It will do the following

  1. Download the pdb file from the web
  2. Break the file into rec and ligand components

Note that you will need to have msms on you system.

get msms

For Shoichet lab members msms is already installed.

check to make sure that the right ligand was selected and the the residue is not missing anything of importance. If this automatic procedure has not prepared these files correctly, then modify them.

Visualize them with chimera or an alternive visualization program like pymol.

cd 2HYY
chimera rec.pdb lig.pdb
2HYY, the receptor and ligand generated from


Write (paste what follows) the following script using a text editor like vi.

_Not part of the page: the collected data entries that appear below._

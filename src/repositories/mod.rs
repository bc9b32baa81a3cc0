//! Repository layer for data access operations.
//!
//! Provides async CRUD operations for users and articles.

mod article_repo;
mod user_repo;

pub use article_repo::ArticleRepository;
pub use user_repo::UserRepository;

use crate::db::AsyncDbPool;

/// Aggregates all repositories for convenient access.
///
/// Since `AsyncDbPool` uses `Arc` internally, cloning is cheap.
#[derive(Clone)]
pub struct Repositories {
    pub users: UserRepository,
    pub articles: ArticleRepository,
}

impl Repositories {
    pub fn new(pool: AsyncDbPool) -> Self {
        Self {
            users: UserRepository::new(pool.clone()),
            articles: ArticleRepository::new(pool),
        }
    }
}
//! Logger built on `tracing-subscriber`
//!
//! - Console output with color control
//! - File output in full, compact or JSON format
//! - Size-based file rotation with retention
//!
//! `RUST_LOG` takes precedence over the configured level when it is set.

pub mod config;
pub mod error;
pub(crate) mod writer;

pub use config::*;
pub use error::LoggerError;

use std::io::IsTerminal;

use tracing::Subscriber;
use tracing_subscriber::{
    EnvFilter, Layer, fmt, layer::SubscriberExt, registry::LookupSpan, util::SubscriberInitExt,
};
use writer::RotatingFileWriter;

/// Initialize the global subscriber with the given configuration
pub fn init_logger(config: LoggerConfig) -> anyhow::Result<()> {
    config.validate()?;

    let filter = build_filter(&config.level);

    // File layer goes first so span fields formatted for the console never
    // carry ANSI codes into the file.
    let file_layer = if config.file.enabled {
        Some(file_layer(&config.file)?)
    } else {
        None
    };

    let console_layer = config.console.enabled.then(|| {
        let use_ansi = config.console.colored && std::io::stdout().is_terminal();
        fmt::layer()
            .with_ansi(use_ansi)
            .with_target(true)
            .with_level(true)
    });

    tracing_subscriber::registry()
        .with(filter)
        .with(file_layer)
        .with(console_layer)
        .try_init()?;

    Ok(())
}

fn build_filter(level: &str) -> EnvFilter {
    EnvFilter::try_from_default_env()
        .or_else(|_| EnvFilter::try_new(level))
        .unwrap_or_else(|_| EnvFilter::new("info"))
}

fn file_layer<S>(config: &FileConfig) -> Result<Box<dyn Layer<S> + Send + Sync>, LoggerError>
where
    S: Subscriber + for<'a> LookupSpan<'a>,
{
    let writer = RotatingFileWriter::new(config)?;

    let layer = match config.format {
        LogFormat::Full => fmt::layer()
            .with_ansi(false)
            .with_target(true)
            .with_writer(writer)
            .boxed(),
        LogFormat::Compact => fmt::layer()
            .with_ansi(false)
            .with_target(true)
            .compact()
            .with_writer(writer)
            .boxed(),
        LogFormat::Json => fmt::layer()
            .with_ansi(false)
            .json()
            .with_current_span(true)
            .with_writer(writer)
            .boxed(),
    };

    Ok(layer)
}

#[cfg(test)]
mod tests {
    use super::*;
    use proptest::prelude::*;
    use std::path::PathBuf;

    fn console_only(level: &str) -> LoggerConfig {
        LoggerConfig {
            console: ConsoleConfig::new(true, false),
            file: FileConfig::default(),
            level: level.to_string(),
        }
    }

    #[test]
    fn test_default_config_is_valid() {
        let config = LoggerConfig::default();
        assert!(config.validate().is_ok());
        assert!(config.console.enabled);
        assert!(!config.file.enabled);
        assert_eq!(config.level, "info");
    }

    #[test]
    fn test_both_outputs_disabled_is_rejected() {
        let mut config = console_only("info");
        config.console.enabled = false;
        assert!(config.validate().is_err());
    }

    #[test]
    fn test_invalid_level_is_rejected() {
        assert!(console_only("loud").validate().is_err());
    }

    #[test]
    fn test_file_config_requires_path_when_enabled() {
        let result = FileConfig::new(
            true,
            PathBuf::new(),
            true,
            LogFormat::Json,
            RotationConfig::default(),
        );
        assert!(result.is_err());
    }

    #[test]
    fn test_disabled_file_config_skips_path_check() {
        let result = FileConfig::new(
            false,
            PathBuf::new(),
            true,
            LogFormat::Json,
            RotationConfig::default(),
        );
        assert!(result.is_ok());
    }

    #[test]
    fn test_rotation_config_rejects_zero_values() {
        assert!(RotationConfig::new(0, 3).is_err());
        assert!(RotationConfig::new(1024, 0).is_err());
        assert!(RotationConfig::new(1024, 3).is_ok());
    }

    #[test]
    fn test_log_format_parsing() {
        assert_eq!("JSON".parse::<LogFormat>().unwrap(), LogFormat::Json);
        assert_eq!("compact".parse::<LogFormat>().unwrap(), LogFormat::Compact);
        assert_eq!("Full".parse::<LogFormat>().unwrap(), LogFormat::Full);
        assert!("pretty".parse::<LogFormat>().is_err());
    }

    proptest! {
        #[test]
        fn prop_log_format_display_parses_back(
            format in prop_oneof![Just(LogFormat::Full), Just(LogFormat::Compact), Just(LogFormat::Json)]
        ) {
            prop_assert_eq!(format.to_string().parse::<LogFormat>().unwrap(), format);
        }

        #[test]
        fn prop_level_validation_is_case_insensitive(
            level in prop_oneof![Just("trace"), Just("debug"), Just("info"), Just("warn"), Just("error")],
            upper in any::<bool>()
        ) {
            let level = if upper { level.to_uppercase() } else { level.to_string() };
            prop_assert!(console_only(&level).validate().is_ok());
        }
    }
}
//! Article request handlers.
//!
//! Every response nests the article's author (or `null`).

use axum::{Json, extract::State, http::StatusCode};
use utoipa_axum::router::OpenApiRouter;
use utoipa_axum::routes;

use crate::api::doc::ARTICLES_TAG;
use crate::api::dto::{ArticleEntity, CreateArticleRequest, ErrorResponse, UpdateArticleRequest};
use crate::error::AppResult;
use crate::models::ArticleWithAuthor;
use crate::state::AppState;
use crate::utils::{ValidatedJson, ValidatedPath};

/// Creates article-related routes.
///
/// Routes:
/// - POST /articles          - Create article
/// - GET /articles           - List published articles
/// - GET /articles/drafts    - List unpublished articles
/// - GET /articles/{id}      - Get article by ID
/// - PATCH /articles/{id}    - Update article
/// - DELETE /articles/{id}   - Delete article
pub fn article_routes() -> OpenApiRouter<AppState> {
    OpenApiRouter::new()
        .routes(routes!(create_article, list_published))
        .routes(routes!(list_drafts))
        .routes(routes!(get_article, update_article, delete_article))
}

fn present(rows: Vec<ArticleWithAuthor>) -> Vec<ArticleEntity> {
    rows.into_iter().map(ArticleEntity::from).collect()
}

/// POST /articles - Create article
#[utoipa::path(
    post,
    path = "/articles",
    tag = ARTICLES_TAG,
    request_body = CreateArticleRequest,
    responses(
        (status = 201, description = "Article created", body = ArticleEntity),
        (status = 400, description = "Invalid request body", body = ErrorResponse),
        (status = 409, description = "Title already used", body = ErrorResponse)
    )
)]
async fn create_article(
    State(state): State<AppState>,
    ValidatedJson(payload): ValidatedJson<CreateArticleRequest>,
) -> AppResult<(StatusCode, Json<ArticleEntity>)> {
    let created = state
        .services
        .articles
        .create(payload.into_new_article())
        .await?;
    Ok((StatusCode::CREATED, Json(ArticleEntity::from(created))))
}

/// GET /articles - List published articles
#[utoipa::path(
    get,
    path = "/articles",
    tag = ARTICLES_TAG,
    responses(
        (status = 200, description = "Published articles", body = Vec<ArticleEntity>)
    )
)]
async fn list_published(State(state): State<AppState>) -> AppResult<Json<Vec<ArticleEntity>>> {
    let rows = state.services.articles.find_all().await?;
    Ok(Json(present(rows)))
}

/// GET /articles/drafts - List unpublished articles
#[utoipa::path(
    get,
    path = "/articles/drafts",
    tag = ARTICLES_TAG,
    responses(
        (status = 200, description = "Draft articles", body = Vec<ArticleEntity>)
    )
)]
async fn list_drafts(State(state): State<AppState>) -> AppResult<Json<Vec<ArticleEntity>>> {
    let rows = state.services.articles.find_drafts().await?;
    Ok(Json(present(rows)))
}

#[utoipa::path(
    get,
    path = "/articles/{id}",
    tag = ARTICLES_TAG,
    params(("id" = i32, Path, description = "Article id")),
    responses(
        (status = 200, description = "The article", body = ArticleEntity),
        (status = 404, description = "Article not found", body = ErrorResponse)
    )
)]
async fn get_article(
    State(state): State<AppState>,
    ValidatedPath(id): ValidatedPath<i32>,
) -> AppResult<Json<ArticleEntity>> {
    let row = state.services.articles.find_one(id).await?;
    Ok(Json(ArticleEntity::from(row)))
}

/// PATCH /articles/{id} - Update article
#[utoipa::path(
    patch,
    path = "/articles/{id}",
    tag = ARTICLES_TAG,
    params(("id" = i32, Path, description = "Article id")),
    request_body = UpdateArticleRequest,
    responses(
        (status = 200, description = "Updated article", body = ArticleEntity),
        (status = 400, description = "Invalid request body", body = ErrorResponse),
        (status = 404, description = "Article not found", body = ErrorResponse),
        (status = 409, description = "Title already used", body = ErrorResponse)
    )
)]
async fn update_article(
    State(state): State<AppState>,
    ValidatedPath(id): ValidatedPath<i32>,
    ValidatedJson(payload): ValidatedJson<UpdateArticleRequest>,
) -> AppResult<Json<ArticleEntity>> {
    let row = state
        .services
        .articles
        .update(id, payload.into_update_article())
        .await?;
    Ok(Json(ArticleEntity::from(row)))
}

/// DELETE /articles/{id} - Delete article
#[utoipa::path(
    delete,
    path = "/articles/{id}",
    tag = ARTICLES_TAG,
    params(("id" = i32, Path, description = "Article id")),
    responses(
        (status = 200, description = "Deleted article", body = ArticleEntity),
        (status = 404, description = "Article not found", body = ErrorResponse)
    )
)]
async fn delete_article(
    State(state): State<AppState>,
    ValidatedPath(id): ValidatedPath<i32>,
) -> AppResult<Json<ArticleEntity>> {
    let row = state.services.articles.remove(id).await?;
    Ok(Json(ArticleEntity::from(row)))
}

This script creates the files necessary for docking including the spheres (for orienting the ligands/decoys) and grids (for scoring the ligand/decoy poses)

WARNING: if you copy and pasted the script make sure there is no space before the "EOF"; this is because "EOF" designates the "end of file" for the cat command, if a space is there it wont stop cat'ing.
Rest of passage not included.